The Th17/IL-23 Axis and Natural Immunity in Psoriatic Arthritis

Abstract

Psoriatic arthritis (PsA) is a chronic inflammatory skin disease that causes enthesitis and destructive arthritis and significantly lowers patient quality of life. Recognition of the two target organs (the skin and joints) involved in the immunopathophysiology of PsA helped in elucidating the pathology of various systemic autoimmune diseases targeting multiple organs. Recent advances in immunology and genetics have made it clear that acquired immunity, especially that mediated by the Th17/IL-23 axis, plays an important role in the inflammatory pathology observed in psoriasis and PsA. Additionally, involvement of natural immunity has also been suggested.

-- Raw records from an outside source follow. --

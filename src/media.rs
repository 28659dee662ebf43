//! Content-addressed media store: deduplicates blobs by SHA-256 hash and
//! garbage-collects entries no longer referenced by any note field.

use crate::clock::now_secs;
use crate::store::entities::{MediaEntry, MediaId};
use log::{info, warn};
use std::collections::HashSet;
use std::path::{Path, PathBuf};

pub struct MediaStore {
    dir: PathBuf,
    entries: indexmap::IndexMap<MediaId, MediaEntry>,
    next_id: MediaId,
}

fn sanitize_filename(name: &str) -> String {
    let base = Path::new(name)
        .file_name()
        .and_then(|n| n.to_str())
        .unwrap_or("");
    let cleaned: String = base
        .chars()
        .filter(|c| c.is_ascii_alphanumeric() || *c == '.' || *c == '_' || *c == '-')
        .collect();
    let truncated: String = cleaned.chars().take(255).collect();
    if truncated.is_empty() {
        format!("media-{}", now_secs())
    } else {
        truncated
    }
}

fn guess_mime(filename: &str) -> String {
    let ext = Path::new(filename)
        .extension()
        .and_then(|e| e.to_str())
        .unwrap_or("")
        .to_ascii_lowercase();
    match ext.as_str() {
        "jpg" | "jpeg" => "image/jpeg",
        "png" => "image/png",
        "gif" => "image/gif",
        "svg" => "image/svg+xml",
        "webp" => "image/webp",
        "mp3" => "audio/mpeg",
        "ogg" => "audio/ogg",
        "wav" => "audio/wav",
        "mp4" => "video/mp4",
        _ => "application/octet-stream",
    }
    .to_string()
}

impl MediaStore {
    pub fn new(dir: impl Into<PathBuf>) -> Self {
        Self {
            dir: dir.into(),
            entries: indexmap::IndexMap::new(),
            next_id: 1,
        }
    }

    pub fn dir(&self) -> &Path {
        &self.dir
    }

    pub fn entries(&self) -> &indexmap::IndexMap<MediaId, MediaEntry> {
        &self.entries
    }

    fn mint_id(&mut self) -> MediaId {
        let id = self.next_id;
        self.next_id += 1;
        id
    }

    fn find_by_hash(&self, hash: &str) -> Option<&MediaEntry> {
        self.entries.values().find(|e| e.hash_hex == hash)
    }

    /// Copies `source_path`'s content into the media directory (unless an
    /// entry with the same content hash already exists, in which case that
    /// entry is returned and nothing is copied).
    pub fn add(&mut self, source_path: &Path, filename: Option<&str>) -> crate::Result<MediaEntry> {
        let filename = sanitize_filename(
            filename.unwrap_or_else(|| source_path.file_name().and_then(|n| n.to_str()).unwrap_or("")),
        );
        let (hash, size) = match std::fs::read(source_path) {
            Ok(bytes) => (sha256::digest(&bytes), bytes.len() as u64),
            Err(e) => {
                warn!("failed to hash media source {}: {e}; using fallback hash", source_path.display());
                (format!("fallback-{}-{}", filename, now_secs()), 0)
            }
        };
        if let Some(existing) = self.find_by_hash(&hash) {
            return Ok(existing.clone());
        }
        let dest = self.dir.join(&filename);
        if let Some(parent) = dest.parent() {
            std::fs::create_dir_all(parent).map_err(|e| crate::Error::IoFailure {
                description: format!("failed to create media dir {}", parent.display()),
                source: e,
            })?;
        }
        if source_path != dest {
            std::fs::copy(source_path, &dest).map_err(|e| crate::Error::IoFailure {
                description: format!("failed to copy media into {}", dest.display()),
                source: e,
            })?;
        }
        let entry = MediaEntry {
            id: self.mint_id(),
            filename: filename.clone(),
            mime: guess_mime(&filename),
            hash_hex: hash,
            size_bytes: size,
            local_uri: dest.display().to_string(),
            created_secs: now_secs(),
        };
        self.entries.insert(entry.id, entry.clone());
        Ok(entry)
    }

    /// Registers a blob already present at `<media_dir>/<filename>`, as used
    /// by archive import after bulk extraction. Returns `None` if the file
    /// is missing.
    pub fn register_existing(&mut self, filename: &str) -> Option<MediaEntry> {
        let filename = sanitize_filename(filename);
        if self.entries.values().any(|e| e.filename == filename) {
            return self.entries.values().find(|e| e.filename == filename).cloned();
        }
        let path = self.dir.join(&filename);
        if !path.exists() {
            return None;
        }
        let (hash, size) = match std::fs::read(&path) {
            Ok(bytes) => (sha256::digest(&bytes), bytes.len() as u64),
            Err(e) => {
                warn!("failed to hash {}: {e}; using fallback hash", path.display());
                (format!("fallback-{}-{}", filename, now_secs()), 0)
            }
        };
        if let Some(existing) = self.find_by_hash(&hash) {
            return Some(existing.clone());
        }
        let entry = MediaEntry {
            id: self.mint_id(),
            filename: filename.clone(),
            mime: guess_mime(&filename),
            hash_hex: hash,
            size_bytes: size,
            local_uri: path.display().to_string(),
            created_secs: now_secs(),
        };
        self.entries.insert(entry.id, entry.clone());
        Some(entry)
    }

    /// Registers many filenames, deduplicating by filename against prior
    /// registrations. `progress` is invoked after each chunk so a host event
    /// loop can remain responsive during a large import.
    pub fn batch_register_existing(
        &mut self,
        filenames: &[String],
        mut progress: impl FnMut(usize, usize),
    ) -> Vec<MediaEntry> {
        const CHUNK: usize = 200;
        let mut registered = Vec::new();
        for (chunk_idx, chunk) in filenames.chunks(CHUNK).enumerate() {
            for filename in chunk {
                if let Some(entry) = self.register_existing(filename) {
                    registered.push(entry);
                }
            }
            progress(((chunk_idx + 1) * CHUNK).min(filenames.len()), filenames.len());
        }
        registered
    }

    pub fn delete(&mut self, id: MediaId) {
        if let Some(entry) = self.entries.shift_remove(&id) {
            let path = self.dir.join(&entry.filename);
            std::fs::remove_file(path).ok();
        }
    }

    /// Scans every note's fields for `<img src="...">` and `[sound:...]`
    /// references; deletes every entry whose filename is unreferenced.
    /// Idempotent: a second run with no intervening changes deletes nothing.
    pub fn gc_unused(&mut self, note_fields: impl Iterator<Item = String>) -> usize {
        let referenced = scan_referenced_filenames(note_fields);
        let orphans: Vec<MediaId> = self
            .entries
            .iter()
            .filter(|(_, e)| !referenced.contains(&e.filename.to_ascii_lowercase()))
            .map(|(id, _)| *id)
            .collect();
        let count = orphans.len();
        for id in orphans {
            self.delete(id);
        }
        if count > 0 {
            info!("media gc removed {count} unused entries");
        }
        count
    }

    /// Resolves `anki-media://<id>`, a bare filename, or an already-absolute
    /// path into a local URI.
    pub fn resolve(&self, src: &str) -> String {
        if let Some(id_str) = src.strip_prefix("anki-media://") {
            if let Ok(id) = id_str.parse::<MediaId>() {
                if let Some(entry) = self.entries.get(&id) {
                    return entry.local_uri.clone();
                }
            }
        }
        if let Some(entry) = self.entries.values().find(|e| e.filename == src) {
            return entry.local_uri.clone();
        }
        self.dir.join(src).display().to_string()
    }
}

fn scan_referenced_filenames(note_fields: impl Iterator<Item = String>) -> HashSet<String> {
    let img_re = fancy_regex::Regex::new(r#"(?i)<img[^>]+src=["']([^"']+)["']"#).unwrap();
    let sound_re = fancy_regex::Regex::new(r"(?i)\[sound:([^\]]+)\]").unwrap();
    let mut referenced = HashSet::new();
    for field in note_fields {
        for cap in img_re.captures_iter(&field).flatten() {
            if let Some(m) = cap.get(1) {
                referenced.insert(m.as_str().to_ascii_lowercase());
            }
        }
        for cap in sound_re.captures_iter(&field).flatten() {
            if let Some(m) = cap.get(1) {
                referenced.insert(m.as_str().to_ascii_lowercase());
            }
        }
    }
    referenced
}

Microbial infection has been known to trigger psoriasis and PsA. Recent clinical studies using biopharmaceuticals, such as tumor-necrosis-factor- (TNF-)αinhibitors and IL-12/23 p40 antibodies, indicate that studies need not be based only on the immunological phenomena observed in PsA pathology since disease pathology can now be verified using human-based science. Considering this aspect, this paper discusses the immunopathology of PsA compared to psoriasis (cutaneous) and rheumatoid arthritis in humans and immunopathology of PsA with respect to the Th17/IL-23 axis and microbial infection.